Gout is caused by the deposition of monosodium urate crystals.  About 50% of patients manifest radiographic bony changes, usually 6-8 years after the initial attack.  These changes depend on the sites where the urate crystals are deposited. The following are features of chronic tophaceous gout.


The feet and hands are commonly involved.  Joint involvement can occur in a very asymmetric (random) polyarticular pattern.


Tophi are soft tissue masses created by the deposition of urate crystals.  Urate is not inherently radio-opaque. The varying densities seen on radiographs is due to calcium precipitation with the urate crystals.  Tophi are typically located in the peri-articular area along the extensor surface, but maybe intra-articular or not associated with the joint at all.  The following radiographic shows tophi at the 1st and 2nd MCPs and the IP joint of the thumb.

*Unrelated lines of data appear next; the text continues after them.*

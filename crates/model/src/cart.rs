use chrono::{DateTime, Utc};
use postgres_types::{FromSql, ToSql};
use rust_decimal::Decimal;
use serde::{Deserialize, Serialize};
use uuid::Uuid;

#[derive(Debug, Clone, Copy, PartialEq, Eq, Hash, Serialize, Deserialize, ToSql, FromSql)]
#[serde(rename_all = "SCREAMING_SNAKE_CASE")]
#[postgres(name = "cart_status")]
pub enum CartStatus {
    #[postgres(name = "ACTIVE")]
    Active,
    #[postgres(name = "INACTIVE")]
    Inactive,
    #[postgres(name = "COMPLETED")]
    Completed,
}

/// CartLine: one product/quantity pair with the unit price frozen at add-time.
#[derive(Debug, Clone, Serialize, Deserialize, PartialEq, Eq)]
pub struct CartLine {
    pub id: Uuid,
    pub cart_id: Uuid,
    pub product_id: Uuid,
    pub quantity: i32,
    pub unit_price: Decimal,
    pub subtotal: Decimal,
}

impl CartLine {
    pub fn new(cart_id: Uuid, product_id: Uuid, quantity: i32, unit_price: Decimal) -> Self {
        Self {
            id: Uuid::new_v4(),
            cart_id,
            product_id,
            quantity,
            unit_price,
            subtotal: unit_price * Decimal::from(quantity),
        }
    }

    /// Changes the quantity and keeps `subtotal == quantity * unit_price`.
    pub fn set_quantity(&mut self, quantity: i32) {
        self.quantity = quantity;
        self.subtotal = self.unit_price * Decimal::from(quantity);
    }
}

/// Cart: the user's basket. At most one cart per user is `Active`.
#[derive(Debug, Clone, Serialize, Deserialize, PartialEq, Eq)]
pub struct Cart {
    pub id: Uuid,
    pub user_id: Uuid,
    pub subtotal: Decimal,
    pub status: CartStatus,
    pub lines: Vec<CartLine>,
    pub created_at: DateTime<Utc>,
    pub updated_at: DateTime<Utc>,
}

impl Cart {
    pub fn new(user_id: Uuid) -> Self {
        let now = Utc::now();
        Self {
            id: Uuid::new_v4(),
            user_id,
            subtotal: Decimal::ZERO,
            status: CartStatus::Active,
            lines: Vec::new(),
            created_at: now,
            updated_at: now,
        }
    }

    pub fn line(&self, line_id: Uuid) -> Option<&CartLine> {
        self.lines.iter().find(|l| l.id == line_id)
    }

    pub fn line_for_product(&self, product_id: Uuid) -> Option<&CartLine> {
        self.lines.iter().find(|l| l.product_id == product_id)
    }

    /// Recomputes the subtotal from the current lines. Must run after every
    /// line mutation.
    pub fn recompute_subtotal(&mut self) {
        self.subtotal = self.lines.iter().map(|l| l.subtotal).sum();
        self.updated_at = Utc::now();
    }

    /// Removes every line and zeroes the subtotal so the cart can be reused.
    pub fn clear(&mut self) {
        self.lines.clear();
        self.recompute_subtotal();
    }
}
/// Bakery Shop Backend Application
///
/// Entry point of the bakery shop service: catalog, accounts, carts and the
/// order → payment → delivery lifecycle, served over HTTP.
///
/// # Architecture
///
/// - Repository layer for data access (PostgreSQL or in-memory tables)
/// - Service layer for business logic and access rules
/// - API layer for HTTP endpoints and metrics
///
use std::sync::Arc;

use anyhow::{Context, Result};
use tracing::info;
use tracing_subscriber::EnvFilter;

use app_config::{AppConfig, StorageKind};
use memstore::MemoryStore;
use repository::PgStore;
use server::{Server, Services};
use service::SaltedSha256;

/// Initialize the tracing subscriber for logging; `RUST_LOG` overrides the
/// default `info` level.
fn init_logger() {
    tracing_subscriber::fmt()
        .with_env_filter(EnvFilter::try_from_default_env().unwrap_or_else(|_| EnvFilter::new("info")))
        .init();
}

async fn build_services(config: &AppConfig) -> Result<Services> {
    let hasher = Arc::new(SaltedSha256);
    let services = match config.storage {
        StorageKind::Postgres => {
            let pool = db::init_db_pool(config)
                .await
                .context("Failed to initialize database")?;
            info!("Database initialized successfully");
            Services::over(Arc::new(PgStore::new(pool)), hasher, config.delivery_fee)
        }
        StorageKind::Memory => {
            info!("Using in-memory storage; data is lost on restart");
            Services::over(Arc::new(MemoryStore::new()), hasher, config.delivery_fee)
        }
    };
    Ok(services)
}

#[tokio::main]
async fn main() -> Result<()> {
    init_logger();
    info!("Bakery backend starting...");

    let config = AppConfig::load().context("Failed to load configuration")?;
    info!(
        storage = ?config.storage,
        port = config.http_port,
        delivery_fee = %config.delivery_fee,
        "Configuration loaded"
    );

    let services = build_services(&config).await?;
    let server = Server::new(config.http_port, services, config.shutdown_timeout)?;
    server.start().await?;

    info!("Application stopped");
    Ok(())
}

Erosions can occur in a very sporadic asymmetric distribution.  Borders can be sclerotic because of the indolence of the process, creating a punched-out or “mouse bitten” appearance.  The following radiograph shows a typical erosion at the PIP (right side of radiograph).


Urate crystals are deposited within the bone producing an intraosseous tophus with or without calcification.  This is seen as a lytic lesion and can be expansive.


As the erosion develops, the edges of the cortex can be remodelled in an outward fashion, creating an overhanging edge.  The following radiograph vividly demonstrates this at the IP joint of the thumb.

Additionally, because of the chronicity of the process, bone production leads to sclerotic borders, overhanging edges, bony enlargement, and irregular spicules at the sites of tendon and ligament attachments.


Joint spaces are preserved until late.  Even if the joint is partially destroyed (usually on the dorsal aspect), preservation of another area of the joint (usually flexor aspect) creates the radiographic impression that the joint space is preserved.  This is demonstrated at the PIP joint in the following radiograph.


In contrast to rheumatoid arthritis, mineralization is maintained and there is no predominant periarticular osteopenia.  Despite multiple erosions at the PIP joint in the following radiograph, there is no osteopenia.